## Aim of the exercise
Report each line from the data below that holds the word "QualityIssues".

---------- Data section ----------

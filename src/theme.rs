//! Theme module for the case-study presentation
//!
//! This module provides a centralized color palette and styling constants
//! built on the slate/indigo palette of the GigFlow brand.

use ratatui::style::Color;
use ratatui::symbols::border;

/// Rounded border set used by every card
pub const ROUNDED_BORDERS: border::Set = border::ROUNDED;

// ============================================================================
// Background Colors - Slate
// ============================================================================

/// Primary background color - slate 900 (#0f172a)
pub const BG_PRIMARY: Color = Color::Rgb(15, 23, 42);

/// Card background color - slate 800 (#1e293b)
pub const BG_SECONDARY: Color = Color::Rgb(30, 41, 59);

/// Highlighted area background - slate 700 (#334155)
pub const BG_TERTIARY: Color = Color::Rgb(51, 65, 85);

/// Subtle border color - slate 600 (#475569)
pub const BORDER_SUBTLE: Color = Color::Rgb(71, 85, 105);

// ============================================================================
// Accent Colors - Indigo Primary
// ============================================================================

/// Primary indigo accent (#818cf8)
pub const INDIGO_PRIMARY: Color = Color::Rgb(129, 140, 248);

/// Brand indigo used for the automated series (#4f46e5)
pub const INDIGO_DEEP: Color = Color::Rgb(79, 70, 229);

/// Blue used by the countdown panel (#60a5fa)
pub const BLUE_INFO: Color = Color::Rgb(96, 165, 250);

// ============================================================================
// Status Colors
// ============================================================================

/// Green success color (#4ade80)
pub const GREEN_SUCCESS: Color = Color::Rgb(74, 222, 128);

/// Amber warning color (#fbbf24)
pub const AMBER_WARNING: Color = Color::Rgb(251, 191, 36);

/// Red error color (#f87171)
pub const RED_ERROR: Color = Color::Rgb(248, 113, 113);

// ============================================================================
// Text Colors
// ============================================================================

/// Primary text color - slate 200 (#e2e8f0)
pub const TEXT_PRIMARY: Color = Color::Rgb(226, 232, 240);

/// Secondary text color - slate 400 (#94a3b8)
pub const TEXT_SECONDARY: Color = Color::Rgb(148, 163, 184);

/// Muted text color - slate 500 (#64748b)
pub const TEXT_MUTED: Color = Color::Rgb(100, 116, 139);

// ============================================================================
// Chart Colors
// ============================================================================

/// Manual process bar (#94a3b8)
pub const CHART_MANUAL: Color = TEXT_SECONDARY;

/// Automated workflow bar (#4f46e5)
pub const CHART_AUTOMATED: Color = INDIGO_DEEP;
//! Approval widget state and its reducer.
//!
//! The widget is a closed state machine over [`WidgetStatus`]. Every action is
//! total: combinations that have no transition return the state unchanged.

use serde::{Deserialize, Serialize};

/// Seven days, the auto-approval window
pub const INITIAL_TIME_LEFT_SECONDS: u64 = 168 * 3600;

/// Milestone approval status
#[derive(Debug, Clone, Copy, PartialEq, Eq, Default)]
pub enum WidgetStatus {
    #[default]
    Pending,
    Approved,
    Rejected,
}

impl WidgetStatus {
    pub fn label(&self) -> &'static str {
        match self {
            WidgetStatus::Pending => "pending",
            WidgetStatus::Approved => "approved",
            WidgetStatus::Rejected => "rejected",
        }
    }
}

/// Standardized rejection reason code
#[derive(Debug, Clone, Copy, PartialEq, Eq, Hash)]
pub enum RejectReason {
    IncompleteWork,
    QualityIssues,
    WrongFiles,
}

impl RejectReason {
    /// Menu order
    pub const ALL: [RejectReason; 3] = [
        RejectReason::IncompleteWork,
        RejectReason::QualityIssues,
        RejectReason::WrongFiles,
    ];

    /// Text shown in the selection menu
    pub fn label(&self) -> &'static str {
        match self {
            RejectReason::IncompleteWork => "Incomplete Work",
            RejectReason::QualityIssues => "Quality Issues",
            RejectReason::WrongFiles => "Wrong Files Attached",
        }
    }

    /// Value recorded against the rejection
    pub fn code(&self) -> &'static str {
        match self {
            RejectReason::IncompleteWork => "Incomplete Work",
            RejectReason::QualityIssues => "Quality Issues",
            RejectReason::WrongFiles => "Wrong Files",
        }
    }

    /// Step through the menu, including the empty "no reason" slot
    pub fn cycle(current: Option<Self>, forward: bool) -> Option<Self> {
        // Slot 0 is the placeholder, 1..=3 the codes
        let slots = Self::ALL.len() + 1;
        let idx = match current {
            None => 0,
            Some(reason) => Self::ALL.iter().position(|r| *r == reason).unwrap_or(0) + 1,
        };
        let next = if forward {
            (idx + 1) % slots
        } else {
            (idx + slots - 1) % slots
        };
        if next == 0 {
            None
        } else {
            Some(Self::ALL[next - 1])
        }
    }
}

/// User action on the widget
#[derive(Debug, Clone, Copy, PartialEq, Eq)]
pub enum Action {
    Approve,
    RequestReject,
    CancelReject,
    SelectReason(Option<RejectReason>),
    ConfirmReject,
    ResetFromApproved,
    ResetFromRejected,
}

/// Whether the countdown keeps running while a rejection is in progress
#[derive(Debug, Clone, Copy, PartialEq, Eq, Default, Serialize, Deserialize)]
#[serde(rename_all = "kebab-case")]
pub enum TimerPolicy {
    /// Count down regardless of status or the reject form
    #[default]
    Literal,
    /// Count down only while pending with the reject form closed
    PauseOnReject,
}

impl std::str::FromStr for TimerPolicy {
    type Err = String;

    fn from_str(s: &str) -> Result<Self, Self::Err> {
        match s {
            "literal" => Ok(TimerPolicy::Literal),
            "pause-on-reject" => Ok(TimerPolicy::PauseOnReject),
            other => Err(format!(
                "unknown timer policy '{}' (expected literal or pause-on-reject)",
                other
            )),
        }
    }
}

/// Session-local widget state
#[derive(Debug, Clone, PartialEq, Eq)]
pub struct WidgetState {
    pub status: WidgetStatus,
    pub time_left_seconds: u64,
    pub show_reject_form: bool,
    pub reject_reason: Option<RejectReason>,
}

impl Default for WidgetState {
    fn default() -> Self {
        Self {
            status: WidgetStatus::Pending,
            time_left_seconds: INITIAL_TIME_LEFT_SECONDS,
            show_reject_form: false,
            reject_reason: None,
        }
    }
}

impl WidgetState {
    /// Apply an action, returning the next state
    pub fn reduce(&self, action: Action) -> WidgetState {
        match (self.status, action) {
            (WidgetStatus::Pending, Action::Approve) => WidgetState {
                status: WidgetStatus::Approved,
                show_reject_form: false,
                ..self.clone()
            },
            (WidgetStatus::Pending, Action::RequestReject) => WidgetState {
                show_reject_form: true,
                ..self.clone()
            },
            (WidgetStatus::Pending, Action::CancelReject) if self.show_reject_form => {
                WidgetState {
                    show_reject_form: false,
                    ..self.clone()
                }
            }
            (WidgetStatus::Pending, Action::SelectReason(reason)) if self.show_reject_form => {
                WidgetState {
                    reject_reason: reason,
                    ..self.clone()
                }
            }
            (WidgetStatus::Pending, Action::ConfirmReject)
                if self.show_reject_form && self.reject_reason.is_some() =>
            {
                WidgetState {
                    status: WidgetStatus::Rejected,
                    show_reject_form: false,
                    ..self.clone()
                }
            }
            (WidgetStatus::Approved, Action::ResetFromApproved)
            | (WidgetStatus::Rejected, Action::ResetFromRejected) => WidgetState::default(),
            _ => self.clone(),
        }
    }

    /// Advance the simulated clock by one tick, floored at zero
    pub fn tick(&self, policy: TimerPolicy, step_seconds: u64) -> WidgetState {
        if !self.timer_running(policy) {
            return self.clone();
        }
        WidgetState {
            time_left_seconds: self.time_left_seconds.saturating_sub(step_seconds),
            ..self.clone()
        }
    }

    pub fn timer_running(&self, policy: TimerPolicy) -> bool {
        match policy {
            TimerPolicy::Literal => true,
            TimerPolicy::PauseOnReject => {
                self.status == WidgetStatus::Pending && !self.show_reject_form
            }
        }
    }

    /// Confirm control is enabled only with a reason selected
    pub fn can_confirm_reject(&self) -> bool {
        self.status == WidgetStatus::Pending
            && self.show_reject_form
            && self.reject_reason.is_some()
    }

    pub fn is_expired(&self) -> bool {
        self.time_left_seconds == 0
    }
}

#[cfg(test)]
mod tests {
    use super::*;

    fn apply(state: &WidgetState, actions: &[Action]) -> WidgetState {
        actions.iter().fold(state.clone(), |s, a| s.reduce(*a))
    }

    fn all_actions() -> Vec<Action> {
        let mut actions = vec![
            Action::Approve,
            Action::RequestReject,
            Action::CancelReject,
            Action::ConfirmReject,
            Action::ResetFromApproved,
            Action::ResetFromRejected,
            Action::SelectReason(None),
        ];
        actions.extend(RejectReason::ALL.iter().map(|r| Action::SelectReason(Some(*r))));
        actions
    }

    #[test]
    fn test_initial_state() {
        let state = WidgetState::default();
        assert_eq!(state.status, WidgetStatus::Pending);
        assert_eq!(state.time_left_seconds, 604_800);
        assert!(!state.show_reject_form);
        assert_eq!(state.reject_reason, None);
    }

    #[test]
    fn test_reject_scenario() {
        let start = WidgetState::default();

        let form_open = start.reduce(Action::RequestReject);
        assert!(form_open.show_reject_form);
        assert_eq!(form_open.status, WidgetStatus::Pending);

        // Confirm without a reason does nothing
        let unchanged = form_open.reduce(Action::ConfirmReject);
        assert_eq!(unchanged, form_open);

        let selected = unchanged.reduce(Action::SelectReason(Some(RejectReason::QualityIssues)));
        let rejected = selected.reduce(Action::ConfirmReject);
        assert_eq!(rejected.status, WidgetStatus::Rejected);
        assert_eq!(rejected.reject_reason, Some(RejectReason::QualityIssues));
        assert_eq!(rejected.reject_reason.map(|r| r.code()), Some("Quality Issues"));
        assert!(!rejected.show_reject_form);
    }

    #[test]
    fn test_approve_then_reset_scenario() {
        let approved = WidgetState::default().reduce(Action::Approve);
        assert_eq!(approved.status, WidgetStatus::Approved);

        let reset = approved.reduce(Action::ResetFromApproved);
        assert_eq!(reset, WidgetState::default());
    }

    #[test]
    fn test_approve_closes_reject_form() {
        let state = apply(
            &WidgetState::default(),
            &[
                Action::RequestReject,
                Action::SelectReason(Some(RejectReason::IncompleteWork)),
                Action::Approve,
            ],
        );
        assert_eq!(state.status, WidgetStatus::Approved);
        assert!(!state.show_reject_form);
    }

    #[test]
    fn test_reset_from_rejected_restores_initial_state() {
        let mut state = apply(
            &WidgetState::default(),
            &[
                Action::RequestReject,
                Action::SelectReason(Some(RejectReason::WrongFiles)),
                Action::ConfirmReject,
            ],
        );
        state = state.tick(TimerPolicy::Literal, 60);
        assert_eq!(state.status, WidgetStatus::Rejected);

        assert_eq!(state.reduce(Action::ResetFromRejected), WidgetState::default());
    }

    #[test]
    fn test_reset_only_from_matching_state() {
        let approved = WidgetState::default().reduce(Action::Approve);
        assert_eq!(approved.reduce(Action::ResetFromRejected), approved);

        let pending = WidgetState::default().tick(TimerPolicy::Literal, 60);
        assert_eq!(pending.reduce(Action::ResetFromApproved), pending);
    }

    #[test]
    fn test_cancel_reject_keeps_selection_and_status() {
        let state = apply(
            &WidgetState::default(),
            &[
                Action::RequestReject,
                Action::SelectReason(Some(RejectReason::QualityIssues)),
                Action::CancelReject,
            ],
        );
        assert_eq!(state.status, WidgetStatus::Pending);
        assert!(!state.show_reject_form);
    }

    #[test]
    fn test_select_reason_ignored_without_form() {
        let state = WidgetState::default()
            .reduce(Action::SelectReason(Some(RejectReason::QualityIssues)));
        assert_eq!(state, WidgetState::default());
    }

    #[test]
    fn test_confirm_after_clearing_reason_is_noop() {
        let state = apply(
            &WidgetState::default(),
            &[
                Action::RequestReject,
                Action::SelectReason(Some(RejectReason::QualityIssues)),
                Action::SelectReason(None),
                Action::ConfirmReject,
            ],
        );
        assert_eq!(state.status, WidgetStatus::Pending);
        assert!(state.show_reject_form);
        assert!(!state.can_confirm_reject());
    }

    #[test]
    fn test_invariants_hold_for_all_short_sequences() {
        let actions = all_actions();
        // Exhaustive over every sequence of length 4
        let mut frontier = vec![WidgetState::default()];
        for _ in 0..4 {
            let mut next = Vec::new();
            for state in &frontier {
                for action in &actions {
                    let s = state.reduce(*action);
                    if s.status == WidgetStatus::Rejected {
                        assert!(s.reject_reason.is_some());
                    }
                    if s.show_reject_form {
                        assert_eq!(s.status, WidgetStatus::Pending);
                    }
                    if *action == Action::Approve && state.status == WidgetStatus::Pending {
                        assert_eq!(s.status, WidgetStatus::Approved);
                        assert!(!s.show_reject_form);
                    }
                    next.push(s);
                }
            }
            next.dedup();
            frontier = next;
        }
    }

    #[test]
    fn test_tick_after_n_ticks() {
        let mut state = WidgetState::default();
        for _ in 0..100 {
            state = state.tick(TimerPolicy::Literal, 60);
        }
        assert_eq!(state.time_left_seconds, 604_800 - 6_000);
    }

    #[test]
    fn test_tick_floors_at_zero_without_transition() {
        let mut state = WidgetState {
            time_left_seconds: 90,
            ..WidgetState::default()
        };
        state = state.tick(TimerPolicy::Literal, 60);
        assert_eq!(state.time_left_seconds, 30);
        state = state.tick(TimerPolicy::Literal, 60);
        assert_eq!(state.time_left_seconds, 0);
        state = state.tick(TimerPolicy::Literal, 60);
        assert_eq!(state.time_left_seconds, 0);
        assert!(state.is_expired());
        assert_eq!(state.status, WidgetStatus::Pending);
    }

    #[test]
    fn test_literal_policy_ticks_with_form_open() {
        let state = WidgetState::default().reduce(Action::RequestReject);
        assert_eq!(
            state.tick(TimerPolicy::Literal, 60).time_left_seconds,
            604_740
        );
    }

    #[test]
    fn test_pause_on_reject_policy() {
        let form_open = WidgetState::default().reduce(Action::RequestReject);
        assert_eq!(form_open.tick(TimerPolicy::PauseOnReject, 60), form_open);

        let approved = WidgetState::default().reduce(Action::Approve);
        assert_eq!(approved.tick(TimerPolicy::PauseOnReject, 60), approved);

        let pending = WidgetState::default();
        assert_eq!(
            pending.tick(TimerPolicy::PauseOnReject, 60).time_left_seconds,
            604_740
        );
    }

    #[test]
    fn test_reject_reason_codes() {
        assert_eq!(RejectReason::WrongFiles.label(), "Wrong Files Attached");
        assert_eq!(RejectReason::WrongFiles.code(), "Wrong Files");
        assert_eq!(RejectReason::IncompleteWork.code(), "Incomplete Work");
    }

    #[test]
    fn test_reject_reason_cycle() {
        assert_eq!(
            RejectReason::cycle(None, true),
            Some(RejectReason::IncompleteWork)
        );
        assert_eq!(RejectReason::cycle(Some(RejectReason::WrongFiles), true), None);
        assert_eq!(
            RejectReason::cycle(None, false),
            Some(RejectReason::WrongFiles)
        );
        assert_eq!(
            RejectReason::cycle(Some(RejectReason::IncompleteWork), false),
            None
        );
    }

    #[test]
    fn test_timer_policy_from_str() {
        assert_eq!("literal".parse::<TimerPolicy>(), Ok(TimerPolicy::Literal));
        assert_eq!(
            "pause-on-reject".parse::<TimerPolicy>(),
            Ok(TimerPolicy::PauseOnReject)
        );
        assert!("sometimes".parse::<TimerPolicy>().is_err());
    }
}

----------

## Response to this exercise
    QualityIssues,
        RejectReason::QualityIssues,
            RejectReason::QualityIssues => "Quality Issues",
            RejectReason::QualityIssues => "Quality Issues",
        let selected = unchanged.reduce(Action::SelectReason(Some(RejectReason::QualityIssues)));
        assert_eq!(rejected.reject_reason, Some(RejectReason::QualityIssues));
                Action::SelectReason(Some(RejectReason::QualityIssues)),
            .reduce(Action::SelectReason(Some(RejectReason::QualityIssues)));
                Action::SelectReason(Some(RejectReason::QualityIssues)),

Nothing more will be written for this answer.